The power of music to integrate and cure is quite fundamental. It is the profoundest nonchemical medication. Oliver Sacks’ “Awakenings” Music as a healing force goes back several centuries. The Greeks worshiped Apollo as the god of both music and medicine. Healing and sound were considered highly developed sacred sciences in the Egyptian and Greek education systems soon after World War I and II.
Community musicians of all types, both amateur and professional, serenaded veterans suffering physical and emotional trauma from the wars. The medical profession is now embracing the value of music in the healing or palliative care of a wide variety of patients: the chronically or terminally ill, the disabled, the neurologically impaired, and the mentally challenged. Music therapy programs are popping up in hospitals and treatment centers nationwide.
Heart disease is the primary cause of death in the United States. Those who suffer from heart disease either die prematurely or suffer a marked decrease in quality of life. Increasing evidence is proving that music is soothing for the heart. For example, Marconato and colleagues reported in the Arq Bras Cardiol. in 2001 that decreased stress levels and increased personal satisfaction, higher consumption of fiber-rich food, lower cholesterol intake, and a better perspective on life in people on receptive music therapy.

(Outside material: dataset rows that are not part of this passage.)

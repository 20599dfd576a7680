//! Query engine implementation
//!
//! Turns a store snapshot and a `ListQuery` into one page of results:
//! 1. snapshot the collection
//! 2. keep items whose category matches exactly
//! 3. stable sort on the requested field's text
//! 4. count, then slice the `[(page-1)*limit, page*limit)` window

use std::cmp::Reverse;
use serde::Deserialize;
use crate::{Error, Result};
use crate::item::{Item, SortDirection, SortSpec};
use crate::store::ItemStore;

pub const DEFAULT_PAGE: usize = 1;
pub const DEFAULT_LIMIT: usize = 10;

/// Raw listing parameters, straight from the query string
#[derive(Debug, Clone, Default, Deserialize)]
pub struct ListParams {
    pub category: Option<String>,
    pub sort: Option<String>,
    pub page: Option<String>,
    pub limit: Option<String>,
}

/// A validated listing request
#[derive(Debug, Clone, PartialEq, Eq)]
pub struct ListQuery {
    pub category: Option<String>,
    pub sort: Option<SortSpec>,
    pub page: usize,
    pub limit: usize,
}

impl Default for ListQuery {
    fn default() -> Self {
        Self {
            category: None,
            sort: None,
            page: DEFAULT_PAGE,
            limit: DEFAULT_LIMIT,
        }
    }
}

impl ListQuery {
    /// Validate raw parameters.
    ///
    /// Empty `category`/`sort` values mean "not given". `page` and `limit`
    /// must be positive integers; anything else is a caller error.
    pub fn from_params(params: ListParams) -> Result<Self> {
        let category = params.category.filter(|c| !c.is_empty());
        let sort = params
            .sort
            .filter(|s| !s.is_empty())
            .map(|s| SortSpec::parse(&s));

        let page = parse_positive("page", params.page.as_deref(), DEFAULT_PAGE)?;
        let limit = parse_positive("limit", params.limit.as_deref(), DEFAULT_LIMIT)?;

        Ok(Self {
            category,
            sort,
            page,
            limit,
        })
    }

    pub fn with_category(mut self, category: impl Into<String>) -> Self {
        self.category = Some(category.into());
        self
    }

    pub fn with_sort(mut self, sort: SortSpec) -> Self {
        self.sort = Some(sort);
        self
    }

    pub fn with_page(mut self, page: usize, limit: usize) -> Self {
        self.page = page;
        self.limit = limit;
        self
    }

    /// Filter, sort and paginate a snapshot
    pub fn apply(&self, mut items: Vec<Item>) -> Page {
        if let Some(category) = &self.category {
            items.retain(|item| item.category.as_deref() == Some(category.as_str()));
        }

        if let Some(sort) = &self.sort {
            // sort_by_cached_key is stable, so equal keys keep insertion order
            // in both directions.
            match sort.direction {
                SortDirection::Asc => items.sort_by_cached_key(|item| sort.key(item)),
                SortDirection::Desc => items.sort_by_cached_key(|item| Reverse(sort.key(item))),
            }
        }

        let total_count = items.len();
        let limit = self.limit.max(1);
        let start = self.page.saturating_sub(1).saturating_mul(limit);

        let page_items: Vec<Item> = items.into_iter().skip(start).take(limit).collect();

        Page {
            items: page_items,
            total_count,
            current_page: self.page,
            total_pages: total_count.div_ceil(limit),
        }
    }
}

fn parse_positive(name: &str, raw: Option<&str>, default: usize) -> Result<usize> {
    let Some(raw) = raw else {
        return Ok(default);
    };

    match raw.trim().parse::<usize>() {
        Ok(value) if value > 0 => Ok(value),
        _ => Err(Error::Validation(format!(
            "\"{}\" must be a positive integer, got {:?}",
            name, raw
        ))),
    }
}

/// One page of a listing
#[derive(Debug, Clone, PartialEq)]
pub struct Page {
    pub items: Vec<Item>,
    /// Matching items across all pages
    pub total_count: usize,
    pub current_page: usize,
    pub total_pages: usize,
}

/// Query engine over an item store
pub struct QueryEngine<'a> {
    store: &'a ItemStore,
}

impl<'a> QueryEngine<'a> {
    /// Create a new query engine
    pub fn new(store: &'a ItemStore) -> Self {
        Self { store }
    }

    /// Run a listing query against a fresh snapshot
    pub fn list(&self, query: &ListQuery) -> Result<Page> {
        let snapshot = self.store.list_all()?;
        let page = query.apply(snapshot);

        tracing::debug!(
            "Listed page {}/{} ({} of {} items)",
            page.current_page,
            page.total_pages,
            page.items.len(),
            page.total_count
        );
        Ok(page)
    }
}

#[cfg(test)]
mod tests {
    use super::*;
    use crate::item::{NewItem, SortField};

    fn names(page: &Page) -> Vec<&str> {
        page.items.iter().map(|i| i.name.as_str()).collect()
    }

    fn widget_store() -> ItemStore {
        let store = ItemStore::new();
        store.create(NewItem::new("Widget A").with_category("tools")).unwrap();
        store.create(NewItem::new("Widget B").with_category("parts")).unwrap();
        store.create(NewItem::new("Widget C").with_category("tools")).unwrap();
        store
    }

    #[test]
    fn test_category_pages() {
        let store = widget_store();
        let engine = QueryEngine::new(&store);

        let first = engine
            .list(&ListQuery::default().with_category("tools").with_page(1, 1))
            .unwrap();
        assert_eq!(names(&first), vec!["Widget A"]);
        assert_eq!(first.total_count, 2);
        assert_eq!(first.total_pages, 2);
        assert_eq!(first.current_page, 1);

        let second = engine
            .list(&ListQuery::default().with_category("tools").with_page(2, 1))
            .unwrap();
        assert_eq!(names(&second), vec!["Widget C"]);
    }

    #[test]
    fn test_defaults_return_everything_in_insertion_order() {
        let store = widget_store();
        let page = QueryEngine::new(&store).list(&ListQuery::default()).unwrap();

        assert_eq!(names(&page), vec!["Widget A", "Widget B", "Widget C"]);
        assert_eq!(page.total_count, 3);
        assert_eq!(page.total_pages, 1);
    }

    #[test]
    fn test_category_is_exact_and_case_sensitive() {
        let store = widget_store();
        store.create(NewItem::new("Widget D")).unwrap();
        store.create(NewItem::new("Widget E").with_category("Tools")).unwrap();

        let page = QueryEngine::new(&store)
            .list(&ListQuery::default().with_category("tools"))
            .unwrap();
        assert_eq!(names(&page), vec!["Widget A", "Widget C"]);
    }

    #[test]
    fn test_filter_keeps_relative_sorted_order() {
        let store = ItemStore::new();
        for (name, category) in [("delta", "x"), ("alpha", "y"), ("charlie", "x"), ("bravo", "x")] {
            store.create(NewItem::new(name).with_category(category)).unwrap();
        }
        let sort = SortSpec::new(SortField::Name, SortDirection::Asc);
        let engine = QueryEngine::new(&store);

        let all = engine.list(&ListQuery::default().with_sort(sort)).unwrap();
        let filtered = engine
            .list(&ListQuery::default().with_sort(sort).with_category("x"))
            .unwrap();

        let expected: Vec<_> = all
            .items
            .iter()
            .filter(|i| i.category.as_deref() == Some("x"))
            .map(|i| i.name.as_str())
            .collect();
        assert_eq!(names(&filtered), expected);
        assert_eq!(names(&filtered), vec!["bravo", "charlie", "delta"]);
    }

    #[test]
    fn test_sort_descending() {
        let store = widget_store();
        let page = QueryEngine::new(&store)
            .list(&ListQuery::default().with_sort(SortSpec::parse("name:desc")))
            .unwrap();
        assert_eq!(names(&page), vec!["Widget C", "Widget B", "Widget A"]);
    }

    #[test]
    fn test_sort_is_lexicographic_on_text() {
        let store = ItemStore::new();
        store.create(NewItem::new("nine").with_price(9.0)).unwrap();
        store.create(NewItem::new("ten").with_price(10.0)).unwrap();
        store.create(NewItem::new("free")).unwrap();

        let page = QueryEngine::new(&store)
            .list(&ListQuery::default().with_sort(SortSpec::parse("price:asc")))
            .unwrap();
        // "" < "10" < "9"
        assert_eq!(names(&page), vec!["free", "ten", "nine"]);
    }

    #[test]
    fn test_sort_ties_keep_insertion_order() {
        let store = ItemStore::new();
        store.create(NewItem::new("first").with_category("same")).unwrap();
        store.create(NewItem::new("second").with_category("same")).unwrap();
        store.create(NewItem::new("third").with_category("other")).unwrap();

        let engine = QueryEngine::new(&store);
        let asc = engine
            .list(&ListQuery::default().with_sort(SortSpec::parse("category")))
            .unwrap();
        assert_eq!(names(&asc), vec!["third", "first", "second"]);

        let desc = engine
            .list(&ListQuery::default().with_sort(SortSpec::parse("category:desc")))
            .unwrap();
        assert_eq!(names(&desc), vec!["first", "second", "third"]);
    }

    #[test]
    fn test_unknown_sort_field_keeps_order() {
        let store = widget_store();
        let page = QueryEngine::new(&store)
            .list(&ListQuery::default().with_sort(SortSpec::parse("colour:desc")))
            .unwrap();
        assert_eq!(names(&page), vec!["Widget A", "Widget B", "Widget C"]);
    }

    #[test]
    fn test_pages_cover_the_set_exactly_once() {
        let store = ItemStore::new();
        for i in 0..23 {
            store.create(NewItem::new(format!("Item {:02}", 22 - i))).unwrap();
        }
        let engine = QueryEngine::new(&store);
        let sort = SortSpec::new(SortField::Name, SortDirection::Asc);
        let full = engine
            .list(&ListQuery::default().with_sort(sort).with_page(1, 100))
            .unwrap();

        for limit in [1, 4, 5, 10, 23, 50] {
            let total_pages = 23usize.div_ceil(limit);
            let mut collected = Vec::new();

            for page in 1..=total_pages {
                let result = engine
                    .list(&ListQuery::default().with_sort(sort).with_page(page, limit))
                    .unwrap();
                assert_eq!(result.total_count, 23);
                assert_eq!(result.total_pages, total_pages);
                collected.extend(result.items);
            }
            assert_eq!(collected, full.items, "limit {}", limit);

            let past_end = engine
                .list(&ListQuery::default().with_sort(sort).with_page(total_pages + 1, limit))
                .unwrap();
            assert!(past_end.items.is_empty());
        }
    }

    #[test]
    fn test_empty_collection() {
        let store = ItemStore::new();
        let page = QueryEngine::new(&store).list(&ListQuery::default()).unwrap();
        assert!(page.items.is_empty());
        assert_eq!(page.total_count, 0);
        assert_eq!(page.total_pages, 0);
        assert_eq!(page.current_page, 1);
    }

    #[test]
    fn test_from_params_defaults() {
        let query = ListQuery::from_params(ListParams::default()).unwrap();
        assert_eq!(query, ListQuery::default());

        let query = ListQuery::from_params(ListParams {
            category: Some(String::new()),
            sort: Some(String::new()),
            ..Default::default()
        })
        .unwrap();
        assert_eq!(query.category, None);
        assert_eq!(query.sort, None);
    }

    #[test]
    fn test_from_params_parses_values() {
        let query = ListQuery::from_params(ListParams {
            category: Some("tools".into()),
            sort: Some("createdAt:desc".into()),
            page: Some("3".into()),
            limit: Some("25".into()),
        })
        .unwrap();

        assert_eq!(query.category.as_deref(), Some("tools"));
        assert_eq!(query.sort, Some(SortSpec::new(SortField::CreatedAt, SortDirection::Desc)));
        assert_eq!(query.page, 3);
        assert_eq!(query.limit, 25);
    }

    #[test]
    fn test_from_params_rejects_bad_page_and_limit() {
        for bad in ["0", "-1", "ten", "1.5", ""] {
            let limit = ListQuery::from_params(ListParams {
                limit: Some(bad.into()),
                ..Default::default()
            });
            assert!(matches!(limit, Err(Error::Validation(_))), "limit {:?}", bad);

            let page = ListQuery::from_params(ListParams {
                page: Some(bad.into()),
                ..Default::default()
            });
            assert!(matches!(page, Err(Error::Validation(_))), "page {:?}", bad);
        }
    }
}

White, in the American Journal of Critical Care in 1999, showed that music therapy is associated with changes in heart rate, respiratory rate, and myocardial oxygen demand in patients with an acute heart attack. Guzzetta went further and reported in Heart Lung in 1989 that the incidence of cardiac complications was lower in patients admitted to the coronary care unit with a presumptive diagnosis of a heart attack.
Suppose they were subjected to music and relaxation therapy. In 2004, Thorgaard and associates reported in the European Journal of Cardiovascular Nursing that specially selected music had a positive effect on patients’ well-being and opinion of the sound environment during invasive cardiac procedures. Other studies have demonstrated the health benefits of music during and after cardiac surgery.
Music has other benefits, too. “Simply put, music can heal people.” — Senator Harry Reid, Nevada. As a therapeutic modality, music interventions can promote wellness, manage stress, combat depression, alleviate pain, relax or sedate, express feelings, enhance memory, improve communication, and promote physical rehabilitation. Therapeutic music enhances an individual’s self-awareness and spiritual growth, brightens their perspective on life, and results in increasing their quality of life
German author Johann G. Seume expressed, “Music is the key to the female heart.” Love is intimately connected to music. Henry Ward Beecher (1813-87), an American clergyman, sang, “Of all the music that reaches farthest into heaven, it is the beating of a loving heart.” Music helps conquer loneliness. Lawrence Pat Conroy said,” Without music, life is a journey through a desert.” Music can help combat depression and anxiety.
A British writer, George Eliot (1819-80), announced, “There is no feeling, except the extremes of fear and grief, that does not find relief in music.” Music has its spiritual benefits, too. Every religion has incorporated music into its fabric. Basketball coach Red Auerbach, elected to the Basketball Hall of Fame in 1969, preached, “Music washes away from the soul the dust of everyday life.” Music helps laborers lessen their burden and allows their time to pass faster. It also acts as a uniting force in all aspects of life.